_Problem description_
Look in the material below for the line holding "let pid = sysinfo::get_current_pid().map_err(|e|". Set it down exactly, with each later line up to and including the line holding "system.refresh_processes(ProcessesToUpdate::Some(&[pid]), true);".

━━━━━━━━━━

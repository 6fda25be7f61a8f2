//! Thread, process and machine facts.

use chrono::DateTime;
use sysinfo::{ProcessesToUpdate, System};

use faultline_core::{CaptureConfig, CategorizedRecord, catch_panic};

use crate::error::CaptureError;

/// Category holding thread facts.
pub const THREAD_CATEGORY: &str = "Thread";
/// Category holding process facts.
pub const PROCESS_CATEGORY: &str = "Process";
/// Category holding machine facts.
pub const COMPUTER_CATEGORY: &str = "Computer";

/// Copies runtime identity facts into a record.
#[derive(Debug, Clone, Default)]
pub struct EnvironmentCollector {
    app_version: Option<String>,
}

impl EnvironmentCollector {
    /// Create a collector from capture configuration.
    pub fn new(config: &CaptureConfig) -> Self {
        Self {
            app_version: config.app_version.clone(),
        }
    }

    /// Write the `Thread`, `Process` and `Computer` categories.
    ///
    /// A category that cannot be read is reported and left partial.
    pub fn collect(&self, record: &mut CategorizedRecord, on_error: &mut dyn FnMut(CaptureError)) {
        append_thread(record);
        match catch_panic(|| self.append_process(record)) {
            Ok(Ok(())) => {}
            Ok(Err(e)) => on_error(e),
            Err(message) => on_error(CaptureError::panicked("process facts", message)),
        }
        if let Err(message) = catch_panic(|| append_computer(record)) {
            on_error(CaptureError::panicked("computer facts", message));
        }
    }

    fn append_process(&self, record: &mut CategorizedRecord) -> Result<(), CaptureError> {
        if let Some(version) = &self.app_version {
            record.set(PROCESS_CATEGORY, "AppVersion", version.as_str());
        }
        if let Ok(dir) = std::env::current_dir() {
            record.set(PROCESS_CATEGORY, "CurrentDirectory", dir.display().to_string());
        }
        if let Ok(exe) = std::env::current_exe() {
            record.set(PROCESS_CATEGORY, "Executable", exe.display().to_string());
        }

        let pid = sysinfo::get_current_pid().map_err(|e| CaptureError::Environment(e.to_string()))?;
        record.set(PROCESS_CATEGORY, "ProcessId", pid.as_u32());

        let mut system = System::new();
        system.refresh_processes(ProcessesToUpdate::Some(&[pid]), true);
        let process = system
            .process(pid)
            .ok_or_else(|| CaptureError::Environment(format!("process {} not found", pid)))?;

        record.set(PROCESS_CATEGORY, "ProcessName", process.name().to_string_lossy().into_owned());
        record.set(PROCESS_CATEGORY, "WorkingSet", process.memory());
        record.set(PROCESS_CATEGORY, "VirtualMemory", process.virtual_memory());
        if let Some(start) = DateTime::from_timestamp(process.start_time() as i64, 0) {
            record.set(PROCESS_CATEGORY, "StartTime", start);
        }
        if let Some(tasks) = process.tasks() {
            record.set(PROCESS_CATEGORY, "ThreadCount", tasks.len());
        }
        Ok(())
    }
}

fn append_thread(record: &mut CategorizedRecord) {
    let thread = std::thread::current();
    record.set(THREAD_CATEGORY, "ThreadId", format!("{:?}", thread.id()));
    record.set(THREAD_CATEGORY, "ThreadName", thread.name());
}

fn append_computer(record: &mut CategorizedRecord) {
    record.set(COMPUTER_CATEGORY, "MachineName", System::host_name());
    record.set(COMPUTER_CATEGORY, "OsName", System::name());
    record.set(COMPUTER_CATEGORY, "OsVersion", System::long_os_version());
    record.set(COMPUTER_CATEGORY, "KernelVersion", System::kernel_version());
    record.set(COMPUTER_CATEGORY, "Architecture", std::env::consts::ARCH);
    if let Ok(cpus) = std::thread::available_parallelism() {
        record.set(COMPUTER_CATEGORY, "ProcessorCount", cpus.get());
    }
}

━━━━━━━━━━

_Answer for this exercise_
        let pid = sysinfo::get_current_pid().map_err(|e| CaptureError::Environment(e.to_string()))?;
        record.set(PROCESS_CATEGORY, "ProcessId", pid.as_u32());

        let mut system = System::new();
        system.refresh_processes(ProcessesToUpdate::Some(&[pid]), true);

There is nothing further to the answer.